Removing the need for trusting self-signed certificates
I removed the need to trust self-signed certificates by creating my own certificate authority that can be trusted by any system and thus any certificate request that is signed by this authority is automatically trusted by the host.
After a review of the current setup, I had to have new certificates that are all signed by one Certification Authority. This makes it possible to have a central authority that we can add to the root certificates of every instance and thus trust it by default. For client authentication this way is the closest to a real live usage of this feature.

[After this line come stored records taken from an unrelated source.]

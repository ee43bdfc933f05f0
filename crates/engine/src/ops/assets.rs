//! Asset management and the aggregated listing.

use sea_orm::{ActiveValue, QueryFilter, QueryOrder, prelude::*};
use serde::Serialize;
use uuid::Uuid;

use crate::{
    Asset, EngineError, ResultEngine, assets,
    util::{normalize_name_key, normalize_required_name, round_cents},
};

use super::Engine;

/// An asset together with its replayed current balance and the number of
/// transactions touching it.
#[derive(Clone, Debug, PartialEq, Serialize)]
pub struct AssetSummary {
    #[serde(flatten)]
    pub asset: Asset,
    pub current_balance: f64,
    pub transaction_count: u64,
}

impl Engine {
    /// List all assets with derived balances, ordered by name.
    pub async fn list_assets(&self) -> ResultEngine<Vec<AssetSummary>> {
        let models = assets::Entity::find()
            .order_by_asc(assets::Column::Name)
            .all(&self.database)
            .await?;
        let mut by_asset = self.entries_by_asset().await?;

        let mut out = Vec::with_capacity(models.len());
        for model in models {
            let entries = by_asset.remove(&model.id).unwrap_or_default();
            let signed_sum: f64 = entries.iter().map(|e| e.delta).sum();
            let transaction_count = entries.len() as u64;
            let asset = Asset::try_from(model)?;
            let current_balance = round_cents(asset.starting_balance + signed_sum);
            out.push(AssetSummary {
                asset,
                current_balance,
                transaction_count,
            });
        }
        Ok(out)
    }

    /// Create an asset. Names are unique under the normalized key.
    pub async fn create_asset(
        &self,
        name: &str,
        icon: &str,
        starting_balance: f64,
    ) -> ResultEngine<Asset> {
        let name = normalize_required_name(name, "asset")?;
        if !starting_balance.is_finite() {
            return Err(EngineError::InvalidInput(
                "starting balance must be a finite number".to_string(),
            ));
        }

        let name_norm = normalize_name_key(&name)?;
        let existing = assets::Entity::find()
            .filter(assets::Column::NameNorm.eq(name_norm))
            .one(&self.database)
            .await?;
        if existing.is_some() {
            return Err(EngineError::ExistingKey(name));
        }

        let asset = Asset::new(name, icon.to_string(), starting_balance);
        assets::ActiveModel::try_from(&asset)?
            .insert(&self.database)
            .await?;
        Ok(asset)
    }

    /// Update an asset's name, icon or starting balance. Changing the
    /// starting balance shifts every derived figure; the ledger itself is
    /// untouched.
    pub async fn update_asset(
        &self,
        asset_id: Uuid,
        name: Option<&str>,
        icon: Option<&str>,
        starting_balance: Option<f64>,
    ) -> ResultEngine<Asset> {
        let model = assets::Entity::find_by_id(asset_id.to_string())
            .one(&self.database)
            .await?
            .ok_or_else(|| EngineError::KeyNotFound("asset not exists".to_string()))?;

        let mut active: assets::ActiveModel = model.clone().into();
        if let Some(name) = name {
            let name = normalize_required_name(name, "asset")?;
            let name_norm = normalize_name_key(&name)?;
            let clash = assets::Entity::find()
                .filter(assets::Column::NameNorm.eq(name_norm.clone()))
                .filter(assets::Column::Id.ne(model.id.clone()))
                .one(&self.database)
                .await?;
            if clash.is_some() {
                return Err(EngineError::ExistingKey(name));
            }
            active.name = ActiveValue::Set(name);
            active.name_norm = ActiveValue::Set(name_norm);
        }
        if let Some(icon) = icon {
            active.icon = ActiveValue::Set(icon.to_string());
        }
        if let Some(balance) = starting_balance {
            if !balance.is_finite() {
                return Err(EngineError::InvalidInput(
                    "starting balance must be a finite number".to_string(),
                ));
            }
            active.starting_balance = ActiveValue::Set(balance);
        }

        let updated = active.update(&self.database).await?;
        Asset::try_from(updated)
    }

    /// Delete an asset. Transactions referencing it are left in the
    /// ledger and simply stop resolving to an asset.
    pub async fn delete_asset(&self, asset_id: Uuid) -> ResultEngine<()> {
        let model = assets::Entity::find_by_id(asset_id.to_string())
            .one(&self.database)
            .await?
            .ok_or_else(|| EngineError::KeyNotFound("asset not exists".to_string()))?;
        model.delete(&self.database).await?;
        Ok(())
    }
}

Node | File | Creation Command |
---|---|---|
CA | ca.key |
openssl genrsa -out ca.key 4096 |
CA | ca.crt |
openssl req -new -x509 -days 3650 -key ca.key -out ca.crt |
CA | ca.pem |
cat ca.key ca.crt > ca.pem |
GitLab | gitlab.test.key |
openssl genrsa -out gitlab.test.key 4096 |
GitLab | gitlab.test.csr |
openssl req -new -key gitlab.test.key -out gitlab.test.csr |
GitLab | gitlab.test.crt |
openssl x509 -req -days 3650 -in gitlab.test.csr -CA ca.crt -CAkey ca.key -set_serial 1 -out gitlab.test.crt |
Gitaly | gitaly.test.key |
openssl genrsa -out gitaly.test.key 4096 |
Gitaly | gitaly.test.csr |
openssl req -new -key gitaly.test.key -out gitaly.test.csr |
Gitaly | gitaly.test.crt |
openssl x509 -req -days 3650 -in gitaly.test.csr -CA ca.crt -CAkey ca.key -set_serial 1 -out gitaly.test.crt |
The subject for the nodes is kept simple and consists of:
subject=C = US, ST = California, L = San Francisco, O = <Node> Server, CN = <node>.test
Similarly, the subject for the authority is:
subject=C = US, ST = California, L = San Francisco, O = GitLab Authority
Cleaning up old scenarios
There were two old scenarios that are based on SSL and use it on their test setup. These are LDAP with TLS
and mTLS between GitLab and Gitaly
. Since there is no need for trusting some self-signed certificate if the specs
image is already trusting our GitLab Authority, I removed this call from the scenario.
I also cleaned up the volume linking on the components gitlab
and specs
. We do not need to trust the certificates of the servers any more by putting them in the trusted-certs folder. They are all signed by our authority and thus by trusting the authority, we trust the server certificates.
A good way to understand this is: The gitaly server
does not need to have a copy of the gitlab server
ID for comparison, when gitlab server
has a signed document by the authority, and gitaly
knows that signature to be correct. gitaly
trusts the authority, so this is enough.